Это взбесило Сталина, но он сдержал себя и лишь недовольно поморщился, усы его дернулись.

— Большое самомнение,— он укоризненно покачал головой.— Непомерные амбиции. Ты возомнил себя великим теоретиком. И думаешь, что партия без тебя пропадет. Партия и без нас с тобой будет жить и развиваться. Между прочим, я мог бы сейчас и не говорить с тобой. Все уже сказано на заседании. Но любое заседание страдает одним очень существенным недостатком: оно протоколируется. А между тем не все, далеко не все должно фиксироваться на бумаге… Бывают обстоятельства, при которых уместнее вести доверительный разговор с глазу на глаз.

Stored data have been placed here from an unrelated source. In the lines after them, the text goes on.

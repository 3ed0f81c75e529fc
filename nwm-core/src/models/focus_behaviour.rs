use serde::{Deserialize, Serialize};

/// How the pointer interacts with keyboard focus.
#[derive(Serialize, Deserialize, Default, Debug, Clone, Copy, PartialEq, Eq)]
pub enum FocusBehaviour {
    /// Focus follows the pointer into a window.
    #[default]
    Sloppy,
    /// A click is needed to focus a window.
    ClickTo,
}

impl FocusBehaviour {
    pub fn is_sloppy(self) -> bool {
        self == FocusBehaviour::Sloppy
    }

    pub fn is_clickto(self) -> bool {
        self == FocusBehaviour::ClickTo
    }
}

— Ты жаждешь моей исповеди? — Бухарин тут же догадался, к чему клонит Сталин.— Но зачем тебе моя исповедь? Ты уже и так занес меня в списки людей, подлежащих повешению.

Сталин снова покачал головой, как это бывает, когда хотят уличить человека в неблагодарности.

— Ты плохой дипломат, Николай. И очень много говоришь, гораздо больше, чем следует политику. А господа Каменевы тебя продают.

— Иногда я думаю, имею ли я право молчать? — задумчиво, будто самому себе задал вопрос Бухарин.— Не есть ли это недостаток мужества?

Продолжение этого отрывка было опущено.